How to complete this task: An exact printout of all the entries is required.

╭─ Data records

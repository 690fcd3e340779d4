//! Shared test utilities for the planner, graph and tracker tests.
//! Only compiled in test builds.

#![allow(clippy::unwrap_used)]

use ts2c_ir::{Ast, CallSite, NodeId, NodeKind, StringInterner};
use ts2c_types::{infer_types, CallOracle, InferOptions, NativeType, TypeQuery, TypeTable};

use crate::{plan_memory, CallEscapes, EscapeTarget, MemoryPlan};

/// Standard calls the planner tests use.
pub(crate) struct TestCalls;

impl CallOracle for TestCalls {
    fn call_type(&self, _: &Ast, _: &dyn TypeQuery, site: &CallSite) -> Option<NativeType> {
        match site.method? {
            "push" => Some(NativeType::INT),
            "split" => Some(NativeType::array(NativeType::STR, 0, true)),
            "log" => Some(NativeType::VOID),
            _ => None,
        }
    }
}

impl CallEscapes for TestCalls {
    fn needs_disposal(&self, _: &Ast, _: &TypeTable, site: &CallSite) -> bool {
        site.is_method("split")
    }

    fn temp_var_name(&self, _: &Ast, _: &TypeTable, site: &CallSite) -> Option<String> {
        site.is_method("split").then(|| "tmp_split".to_string())
    }

    fn owns_contents(&self, _: &Ast, _: &TypeTable, site: &CallSite) -> bool {
        site.is_method("split")
    }

    fn escape_target(&self, _: &Ast, _: &TypeTable, site: &CallSite, _: usize) -> EscapeTarget {
        if site.is_qualified("console", "log") {
            EscapeTarget::None
        } else if site.is_method("push") {
            EscapeTarget::Receiver
        } else {
            EscapeTarget::Global
        }
    }
}

pub(crate) struct Planned {
    pub interner: StringInterner,
    pub ast: Ast,
    pub table: TypeTable,
    pub plan: MemoryPlan,
}

impl Planned {
    /// First node of a kind, in allocation order.
    pub(crate) fn find(&self, pred: impl Fn(&NodeKind) -> bool) -> NodeId {
        self.ast.ids().find(|&id| pred(self.ast.kind(id))).unwrap()
    }
}

pub(crate) fn plan(source: &str) -> Planned {
    let interner = StringInterner::new();
    let parsed = ts2c_parse::parse_source(source, &interner);
    assert!(!parsed.has_errors(), "{:?}", parsed.diagnostics());
    let ast = parsed.ast;
    let output = infer_types(&ast, &interner, &TestCalls, &InferOptions::default()).unwrap();
    let plan = plan_memory(&ast, &interner, &output.table, &TestCalls);
    Planned {
        interner,
        ast,
        table: output.table,
        plan,
    }
}
//! Numeric refinement.
//!
//! Numbers are one type in the source language; C needs a width. A literal
//! with a decimal point or exponent is `float`, an integer outside the
//! 16-bit range is `int32_t`, anything else `int16_t`. Division produces a
//! `float` unless its result only ever feeds a bitwise operator, which
//! truncates to an integer anyway.

use ts2c_ir::{Ast, BinaryOp, NodeId, NodeKind, UnaryOp};

use crate::NativeType;

/// Largest magnitude that still fits `int16_t`.
pub const INT16_LIMIT: f64 = 32767.0;

/// Type of a numeric literal from its source text and value.
pub fn literal_type(raw: &str, value: f64) -> NativeType {
    let is_hex = raw.starts_with("0x") || raw.starts_with("0X");
    if !is_hex && raw.contains(['.', 'e', 'E']) {
        NativeType::FLOAT
    } else if value.abs() > INT16_LIMIT {
        NativeType::LONG
    } else {
        NativeType::INT
    }
}

/// Wider of two numeric types, with booleans counting as `int16_t`.
///
/// Unknown operands are ignored; a boxed operand boxes the result.
pub fn arithmetic_result(left: &NativeType, right: &NativeType) -> NativeType {
    let normalize = |ty: &NativeType| -> Option<NativeType> {
        if ty.is_bool() {
            Some(NativeType::INT)
        } else if ty.is_numeric() || ty.is_boxed() {
            Some(ty.clone())
        } else {
            None
        }
    };
    match (normalize(left), normalize(right)) {
        (Some(l), Some(r)) => crate::merge(&l, &r),
        (Some(one), None) | (None, Some(one)) => one,
        (None, None) => NativeType::INT,
    }
}

/// Integer type produced by a bitwise operator.
pub fn bitwise_result(left: &NativeType, right: &NativeType) -> NativeType {
    if matches!(left, NativeType::Primitive(crate::Primitive::Long))
        || matches!(right, NativeType::Primitive(crate::Primitive::Long))
    {
        NativeType::LONG
    } else {
        NativeType::INT
    }
}

/// Is the value of `node` consumed (through arithmetic and parentheses)
/// by a bitwise or shift operator?
pub fn in_integer_context(ast: &Ast, node: NodeId) -> bool {
    let mut current = node;
    while let Some(parent) = ast.parent(current) {
        match ast.kind(parent) {
            NodeKind::Paren { .. } => {}
            NodeKind::Unary {
                op: UnaryOp::Neg | UnaryOp::Plus,
                ..
            } => {}
            NodeKind::Unary {
                op: UnaryOp::BitNot,
                ..
            } => return true,
            NodeKind::Binary { op, .. } if op.is_bitwise() => return true,
            NodeKind::Binary { op, .. } if op.is_arithmetic() && *op != BinaryOp::Div => {}
            NodeKind::Assign {
                op: Some(op),
                value,
                ..
            } if *value == current => return op.is_bitwise(),
            _ => return false,
        }
        current = parent;
    }
    false
}

#[cfg(test)]
mod tests {
    use super::*;

    #[test]
    fn test_literal_types() {
        assert_eq!(literal_type("3", 3.0), NativeType::INT);
        assert_eq!(literal_type("45.97", 45.97), NativeType::FLOAT);
        assert_eq!(literal_type("1e3", 1000.0), NativeType::FLOAT);
        assert_eq!(literal_type("32767", 32767.0), NativeType::INT);
        assert_eq!(literal_type("32768", 32768.0), NativeType::LONG);
        assert_eq!(literal_type("0xFFFF", 65535.0), NativeType::LONG);
        assert_eq!(literal_type("0xE", 14.0), NativeType::INT);
    }

    #[test]
    fn test_arithmetic_result() {
        assert_eq!(
            arithmetic_result(&NativeType::INT, &NativeType::FLOAT),
            NativeType::FLOAT
        );
        assert_eq!(
            arithmetic_result(&NativeType::BOOL, &NativeType::INT),
            NativeType::INT
        );
        assert_eq!(
            arithmetic_result(&NativeType::POINTER, &NativeType::LONG),
            NativeType::LONG
        );
    }

    #[test]
    fn test_bitwise_result() {
        assert_eq!(bitwise_result(&NativeType::FLOAT, &NativeType::INT), NativeType::INT);
        assert_eq!(bitwise_result(&NativeType::LONG, &NativeType::INT), NativeType::LONG);
    }
}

╰─

Result:
repository 690fcd3e340779d4
//! Shared test utilities for the planner, graph and tracker tests.
//! Only compiled in test builds.

#![allow(clippy::unwrap_used)]

use ts2c_ir::{Ast, CallSite, NodeId, NodeKind, StringInterner};
use ts2c_types::{infer_types, CallOracle, InferOptions, NativeType, TypeQuery, TypeTable};

use crate::{plan_memory, CallEscapes, EscapeTarget, MemoryPlan};

/// Standard calls the planner tests use.
pub(crate) struct TestCalls;

impl CallOracle for TestCalls {
    fn call_type(&self, _: &Ast, _: &dyn TypeQuery, site: &CallSite) -> Option<NativeType> {
        match site.method? {
            "push" => Some(NativeType::INT),
            "split" => Some(NativeType::array(NativeType::STR, 0, true)),
            "log" => Some(NativeType::VOID),
            _ => None,
        }
    }
}

impl CallEscapes for TestCalls {
    fn needs_disposal(&self, _: &Ast, _: &TypeTable, site: &CallSite) -> bool {
        site.is_method("split")
    }

    fn temp_var_name(&self, _: &Ast, _: &TypeTable, site: &CallSite) -> Option<String> {
        site.is_method("split").then(|| "tmp_split".to_string())
    }

    fn owns_contents(&self, _: &Ast, _: &TypeTable, site: &CallSite) -> bool {
        site.is_method("split")
    }

    fn escape_target(&self, _: &Ast, _: &TypeTable, site: &CallSite, _: usize) -> EscapeTarget {
        if site.is_qualified("console", "log") {
            EscapeTarget::None
        } else if site.is_method("push") {
            EscapeTarget::Receiver
        } else {
            EscapeTarget::Global
        }
    }
}

pub(crate) struct Planned {
    pub interner: StringInterner,
    pub ast: Ast,
    pub table: TypeTable,
    pub plan: MemoryPlan,
}

impl Planned {
    /// First node of a kind, in allocation order.
    pub(crate) fn find(&self, pred: impl Fn(&NodeKind) -> bool) -> NodeId {
        self.ast.ids().find(|&id| pred(self.ast.kind(id))).unwrap()
    }
}

pub(crate) fn plan(source: &str) -> Planned {
    let interner = StringInterner::new();
    let parsed = ts2c_parse::parse_source(source, &interner);
    assert!(!parsed.has_errors(), "{:?}", parsed.diagnostics());
    let ast = parsed.ast;
    let output = infer_types(&ast, &interner, &TestCalls, &InferOptions::default()).unwrap();
    let plan = plan_memory(&ast, &interner, &output.table, &TestCalls);
    Planned {
        interner,
        ast,
        table: output.table,
        plan,
    }
}
//! Numeric refinement.
//!
//! Numbers are one type in the source language; C needs a width. A literal
//! with a decimal point or exponent is `float`, an integer outside the
//! 16-bit range is `int32_t`, anything else `int16_t`. Division produces a
//! `float` unless its result only ever feeds a bitwise operator, which
//! truncates to an integer anyway.

use ts2c_ir::{Ast, BinaryOp, NodeId, NodeKind, UnaryOp};

use crate::NativeType;

/// Largest magnitude that still fits `int16_t`.
pub const INT16_LIMIT: f64 = 32767.0;

/// Type of a numeric literal from its source text and value.
pub fn literal_type(raw: &str, value: f64) -> NativeType {
    let is_hex = raw.starts_with("0x") || raw.starts_with("0X");
    if !is_hex && raw.contains(['.', 'e', 'E']) {
        NativeType::FLOAT
    } else if value.abs() > INT16_LIMIT {
        NativeType::LONG
    } else {
        NativeType::INT
    }
}

/// Wider of two numeric types, with booleans counting as `int16_t`.
///
/// Unknown operands are ignored; a boxed operand boxes the result.
pub fn arithmetic_result(left: &NativeType, right: &NativeType) -> NativeType {
    let normalize = |ty: &NativeType| -> Option<NativeType> {
        if ty.is_bool() {
            Some(NativeType::INT)
        } else if ty.is_numeric() || ty.is_boxed() {
            Some(ty.clone())
        } else {
            None
        }
    };
    match (normalize(left), normalize(right)) {
        (Some(l), Some(r)) => crate::merge(&l, &r),
        (Some(one), None) | (None, Some(one)) => one,
        (None, None) => NativeType::INT,
    }
}

/// Integer type produced by a bitwise operator.
pub fn bitwise_result(left: &NativeType, right: &NativeType) -> NativeType {
    if matches!(left, NativeType::Primitive(crate::Primitive::Long))
        || matches!(right, NativeType::Primitive(crate::Primitive::Long))
    {
        NativeType::LONG
    } else {
        NativeType::INT
    }
}

/// Is the value of `node` consumed (through arithmetic and parentheses)
/// by a bitwise or shift operator?
pub fn in_integer_context(ast: &Ast, node: NodeId) -> bool {
    let mut current = node;
    while let Some(parent) = ast.parent(current) {
        match ast.kind(parent) {
            NodeKind::Paren { .. } => {}
            NodeKind::Unary {
                op: UnaryOp::Neg | UnaryOp::Plus,
                ..
            } => {}
            NodeKind::Unary {
                op: UnaryOp::BitNot,
                ..
            } => return true,
            NodeKind::Binary { op, .. } if op.is_bitwise() => return true,
            NodeKind::Binary { op, .. } if op.is_arithmetic() && *op != BinaryOp::Div => {}
            NodeKind::Assign {
                op: Some(op),
                value,
                ..
            } if *value == current => return op.is_bitwise(),
            _ => return false,
        }
        current = parent;
    }
    false
}

#[cfg(test)]
mod tests {
    use super::*;

    #[test]
    fn test_literal_types() {
        assert_eq!(literal_type("3", 3.0), NativeType::INT);
        assert_eq!(literal_type("45.97", 45.97), NativeType::FLOAT);
        assert_eq!(literal_type("1e3", 1000.0), NativeType::FLOAT);
        assert_eq!(literal_type("32767", 32767.0), NativeType::INT);
        assert_eq!(literal_type("32768", 32768.0), NativeType::LONG);
        assert_eq!(literal_type("0xFFFF", 65535.0), NativeType::LONG);
        assert_eq!(literal_type("0xE", 14.0), NativeType::INT);
    }

    #[test]
    fn test_arithmetic_result() {
        assert_eq!(
            arithmetic_result(&NativeType::INT, &NativeType::FLOAT),
            NativeType::FLOAT
        );
        assert_eq!(
            arithmetic_result(&NativeType::BOOL, &NativeType::INT),
            NativeType::INT
        );
        assert_eq!(
            arithmetic_result(&NativeType::POINTER, &NativeType::LONG),
            NativeType::LONG
        );
    }

    #[test]
    fn test_bitwise_result() {
        assert_eq!(bitwise_result(&NativeType::FLOAT, &NativeType::INT), NativeType::INT);
        assert_eq!(bitwise_result(&NativeType::LONG, &NativeType::INT), NativeType::LONG);
    }
}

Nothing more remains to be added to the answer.